HDP 2.3.4 Spark Streaming Kafka Kerberos SASL issues

HDP 2.3.4 Spark Streaming Kafka Kerberos SASL issues

New Contributor

Hello,

I am currently developing a simple spark streaming job in Scala on a HDP-2.3.4.7 kerberized platform. I imported the Spark Kafka assembly provided by Hortonworks (spark-streaming-kafka-assembly_2.10-1.5.2.2.3.4.7-4) which includes a Kafka 0.8.2 client. The job is run through a spark-submit in Yarn-cluster mode. I implemented a Kafka producer and a Kafka consumer with a PLAINTEXT SASL authentication.

I set a "jaas.conf" provided as an input of the spark-submit to manage the Kerberos/SASL authentication:

KafkaClient {
  com.sun.security.auth.module.Krb5LoginModule required
  useTicketCache=false
  useKeyTab=true
  principal=myUserName@myRealm
  keyTab=pathToMyKeyTab
  renewTicket=true
  storeKey=true
  serviceName="kafka";
};
Client {
  com.sun.security.auth.module.Krb5LoginModule required
  useTicketCache=false
  useKeyTab=true
  principal=myUserName@myRealm
  keyTab=pathToMyKeyTab
  renewTicket=true
  storeKey=true
  serviceName="zookeeper";
};

I also set the proper Kafka parameters (security.protocol -> PLAINTEXTSASL) on my producer and on my consumer to enable the Kerberos/SASL authentication.

My executor stdout confirms that I am using the PLAINTEXTSASL mode on the Producer (I have no information about the Consumer configuration in the logs)

16/09/30 16:12:59 INFO producer.ProducerConfig: ProducerConfig values: 
    retry.backoff.ms = 500
    buffer.memory = 33554432
    ...
    security.protocol = PLAINTEXTSASL

But I got also this log after

16/09/30 16:13:00 WARN producer.ProducerConfig: The configuration security.protocol = PLAINTEXTSASL was supplied but isn't a known config.

I got the following exception on my executor stderr :

16/09/30 16:13:03 WARN consumer.ConsumerFetcherManager$LeaderFinderThread: [xxx-leader-finder-thread], Failed to find leader for Set([z_xxx,0], [z_xxx,1])
kafka.common.BrokerEndPointNotAvailableException: End point PLAINTEXT not found for broker 0
    at kafka.cluster.Broker.getBrokerEndPoint(Broker.scala:140)
    at kafka.utils.ZkUtils$$anonfun$getAllBrokerEndPointsForChannel$1.apply(ZkUtils.scala:124)
    at kafka.utils.ZkUtils$$anonfun$getAllBrokerEndPointsForChannel$1.apply(ZkUtils.scala:124)
    at scala.collection.TraversableLike$$anonfun$map$1.apply(TraversableLike.scala:244)
    at scala.collection.TraversableLike$$anonfun$map$1.apply(TraversableLike.scala:244)
    at scala.collection.mutable.ResizableArray$class.foreach(ResizableArray.scala:59)
    at scala.collection.mutable.ArrayBuffer.foreach(ArrayBuffer.scala:47)
    at scala.collection.TraversableLike$class.map(TraversableLike.scala:244)
    at scala.collection.AbstractTraversable.map(Traversable.scala:105)
    at kafka.utils.ZkUtils$.getAllBrokerEndPointsForChannel(ZkUtils.scala:124)
    at kafka.consumer.ConsumerFetcherManager$LeaderFinderThread.doWork(ConsumerFetcherManager.scala:66)
    at kafka.utils.ShutdownableThread.run(ShutdownableThread.scala:60)

It seems that the PLAINTEXT SASL mode is not activated.
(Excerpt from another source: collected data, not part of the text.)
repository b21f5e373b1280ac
use crate::ast;
use crate::loc;
use crate::schema::NamedSchemaTypeRef;
use crate::schema::SchemaBuildError;
use crate::schema::SchemaType;
use crate::schema::SchemaTypeKind;
use crate::schema::TypesMapBuilder;
use crate::schema::UnionType;
use crate::schema::type_builders::TypeBuilder;
use crate::schema::type_builders::TypeBuilderHelpers;
use indexmap::IndexMap;
use inherent::inherent;
use std::path::Path;
use std::path::PathBuf;

type Result<T> = std::result::Result<T, SchemaBuildError>;

#[derive(Debug)]
pub(crate) struct UnionTypeBuilder {
    extensions: Vec<(Option<PathBuf>, ast::schema::UnionTypeExtension)>,
}
impl UnionTypeBuilder {
    pub fn new() -> Self {
        Self {
            extensions: vec![],
        }
    }

    fn append_members(
        union_name: &str,
        members: &mut IndexMap<String, NamedSchemaTypeRef>,
        member_loc: &loc::SourceLocation,
        member_names: &[String],
    ) -> Result<()> {
        for member_name in member_names {
            if members.contains_key(member_name.as_str()) {
                return Err(SchemaBuildError::DuplicateUnionMember {
                    type_name: union_name.to_string(),
                    member_name: member_name.to_string(),
                    location: member_loc.to_owned(),
                });
            }
            members.insert(member_name.to_string(), NamedSchemaTypeRef::new(
                member_name,
                member_loc.to_owned(),
            ));
        }
        Ok(())
    }

    fn merge_type_extension(
        type_: &mut UnionType,
        ext_file_path: Option<&Path>,
        ext: ast::schema::UnionTypeExtension,
    ) -> Result<()> {
        let ext_loc: loc::SourceLocation =
            loc::FilePosition::from_pos(ext_file_path, ext.position).into();
        Self::append_members(
            ext.name.as_str(),
            &mut type_.members,
            &ext_loc,
            &ext.types,
        )
    }
}

#[inherent]
impl TypeBuilder for UnionTypeBuilder {
    type AstTypeDef = ast::schema::UnionType;
    type AstTypeExtension = ast::schema::UnionTypeExtension;

    pub(crate) fn finalize(mut self, types_builder: &mut TypesMapBuilder) -> Result<()> {
        for (ext_path, ext) in self.extensions.drain(..) {
            let ext_path = ext_path.as_deref();
            match types_builder.get_type_mut(ext.name.as_str()) {
                Some(SchemaType::Union(union_type)) =>
                    Self::merge_type_extension(union_type, ext_path, ext)?,

                Some(non_union_type) =>
                    return Err(TypeBuilderHelpers::invalid_extension(
                        ext.name.as_str(),
                        non_union_type,
                        SchemaTypeKind::Union,
                        ext_path,
                        ext.position,
                    )),

                None =>
                    return Err(TypeBuilderHelpers::undefined_extension(
                        ext.name.as_str(),
                        ext_path,
                        ext.position,
                    )),
            }
        }
        Ok(())
    }

    pub(crate) fn visit_type_def(
        &mut self,
        types_builder: &mut TypesMapBuilder,
        file_path: Option<&Path>,
        def: <Self as TypeBuilder>::AstTypeDef,
    ) -> Result<()> {
        let def_location: loc::SourceLocation =
            loc::FilePosition::from_pos(file_path, def.position).into();

        let mut members = IndexMap::new();
        Self::append_members(
            def.name.as_str(),
            &mut members,
            &def_location,
            &def.types,
        )?;

        types_builder.add_new_type(
            def.name.as_str(),
            &def_location,
            SchemaType::Union(UnionType {
                def_location: def_location.to_owned(),
                members,
                name: def.name.to_string(),
            }),
        )
    }

    pub(crate) fn visit_type_extension(
        &mut self,
        types_builder: &mut TypesMapBuilder,
        file_path: Option<&Path>,
        ext: <Self as TypeBuilder>::AstTypeExtension,
    ) -> Result<()> {
        match types_builder.get_type_mut(ext.name.as_str()) {
            Some(SchemaType::Union(union_type)) =>
                Self::merge_type_extension(union_type, file_path, ext),

            Some(non_union_type) =>
                Err(TypeBuilderHelpers::invalid_extension(
                    ext.name.as_str(),
                    non_union_type,
                    SchemaTypeKind::Union,
                    file_path,
                    ext.position,
                )),

            None => {
                self.extensions.push((file_path.map(Path::to_path_buf), ext));
                Ok(())
            },
        }
    }
}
There is no event in the Streaming Spark UI like nothing is written on my kafka topic.

I tried also to set the "security.protocol" to "SASL_PLAINTEXT" (as mentioned here) and I got a fatalException :

16/09/30 17:09:06 ERROR executor.Executor: Exception in task 0.0 in stage 1.0 (TID 2)
org.apache.kafka.common.KafkaException: Failed to construct kafka producer
...
Caused by: java.lang.IllegalArgumentException: No enum constant org.apache.kafka.common.protocol.SecurityProtocol.SASL_PLAINTEXT

I am quite stuck on this exception, any help would be appreciated.

Thanks in advance,

Jean-François

4 REPLIES 4

Re: HDP 2.3.4 Spark Streaming Kafka Kerberos SASL issues

@Jean-François Vandemoortele Correct value for "security.protocol" is "PLAINTEXTSASL", please change accordingly.

Since you are not seeing any errors from the producer log, can you please try writing to the kafka topic using console producer like below.
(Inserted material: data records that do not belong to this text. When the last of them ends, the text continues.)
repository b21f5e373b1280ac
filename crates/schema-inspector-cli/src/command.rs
use crate::Cli;
use crate::CommandResult;

pub(crate) trait RunnableCommand: std::fmt::Debug {
    async fn run(self, cli: Cli) -> CommandResult;
}
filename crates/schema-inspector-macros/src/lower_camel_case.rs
/// Converts a Rust `snake_case` identifier to GraphQL-style
/// `lowerCamelCase`. Leading underscores are dropped and a raw identifier's
/// `r#` prefix is ignored.
pub(crate) fn lower_camel_case(ident: &str) -> String {
    let ident = ident.strip_prefix("r#").unwrap_or(ident);
    let mut parts = ident.trim_start_matches('_')
        .split('_')
        .filter(|part| !part.is_empty());

    let mut result = parts.next().map(str::to_string).unwrap_or_default();
    for part in parts {
        let mut chars = part.chars();
        if let Some(first) = chars.next() {
            result.extend(first.to_uppercase());
            result.push_str(chars.as_str());
        }
    }
    result
}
/usr/hdp/current/kafka-broker/bin/kafka-console-producer.sh --broker-list <kafka_brokers> --topic <topic> --security-protocol PLAINTEXTSASL

If the console producer is successful, try reading the messages using console consumer like below.
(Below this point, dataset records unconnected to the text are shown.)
/// Identifies a field within a schema by the name of its declaring type and
/// its own name, written `Type.field`.
#[derive(Clone, Debug, Eq, Hash, PartialEq)]
pub struct FieldCoordinate {
    field_name: String,
    type_name: String,
}
impl FieldCoordinate {
    pub fn field_name(&self) -> &str {
        self.field_name.as_str()
    }

    pub fn new(
        type_name: impl Into<String>,
        field_name: impl Into<String>,
    ) -> Self {
        Self {
            field_name: field_name.into(),
            type_name: type_name.into(),
        }
    }

    /// Parse a coordinate written as `Type.field`. Returns `None` if either
    /// half is missing.
    pub fn parse(coordinate: &str) -> Option<Self> {
        let (type_name, field_name) = coordinate.split_once('.')?;
        if type_name.is_empty() || field_name.is_empty() || field_name.contains('.') {
            return None;
        }
        Some(Self::new(type_name, field_name))
    }

    pub fn type_name(&self) -> &str {
        self.type_name.as_str()
    }
}
impl Ord for FieldCoordinate {
    fn cmp(&self, other: &Self) -> std::cmp::Ordering {
        self.type_name.cmp(&other.type_name)
            .then_with(|| self.field_name.cmp(&other.field_name))
    }
}
impl PartialOrd for FieldCoordinate {
    fn partial_cmp(&self, other: &Self) -> Option<std::cmp::Ordering> {
        Some(self.cmp(other))
    }
}
impl std::fmt::Display for FieldCoordinate {
    fn fmt(&self, f: &mut std::fmt::Formatter<'_>) -> std::fmt::Result {
        write!(f, "{}.{}", self.type_name, self.field_name)
    }
}
impl serde::Serialize for FieldCoordinate {
    fn serialize<S: serde::Serializer>(
        &self,
        serializer: S,
    ) -> Result<S::Ok, S::Error> {
        serializer.collect_str(self)
    }
}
/usr/hdp/current/kafka-broker/bin/kafka-console-consumer.sh --zookeeper <zk_quorum> --topic <topic> --security-protocol PLAINTEXTSASL --from-beginning

If both read and write are successful using the console tools, then it seems like an issue with the config of custom producer and consumers implemented. can you please provide the config details here?

Regards

Ayub Khan

Re: HDP 2.3.4 Spark Streaming Kafka Kerberos SASL issues

New Contributor

Hello

@Ayub Pathan

, and thanks for your answer.

I ran some tests. The two kafka console commands you mentionned ran successfully. There were the same "WARN" I encountered but there are non-blocking.

I use the configuration below for the producer:

var producerProps = new Properties()
producerProps.put("client.id", CLIENTIDPRODUCER)
producerProps.put("bootstrap.servers", kBrokerList)
producerProps.put("acks", "all")
producerProps.put("retries", "0")
producerProps.put("batch.size", "16384")
producerProps.put("linger.ms", "1")
producerProps.put("buffer.memory", "33554432")
producerProps.put("key.serializer", "org.apache.kafka.common.serialization.StringSerializer")
producerProps.put("value.serializer", "org.apache.kafka.common.serialization.StringSerializer")
producerProps.put("retry.backoff.ms", "500")
producerProps.put("security.protocol", "PLAINTEXTSASL")

My main issue today to investigate my problem is to get the Spark executor stdout logs. For a reason I cannot explain, there are no stdout logs (log length:0) on the executor during the execution and after a kill my job. After stopping my job, I checked with "yarn application -list" and there were no running processes.

Regards, Jean-François

Re: HDP 2.3.4 Spark Streaming Kafka Kerberos SASL issues

New Contributor

To your point on not being able to see any executor logs, it depends upon which deploy mode you used to submit the job. Try using deploy mode client and you shall see out and err both streams.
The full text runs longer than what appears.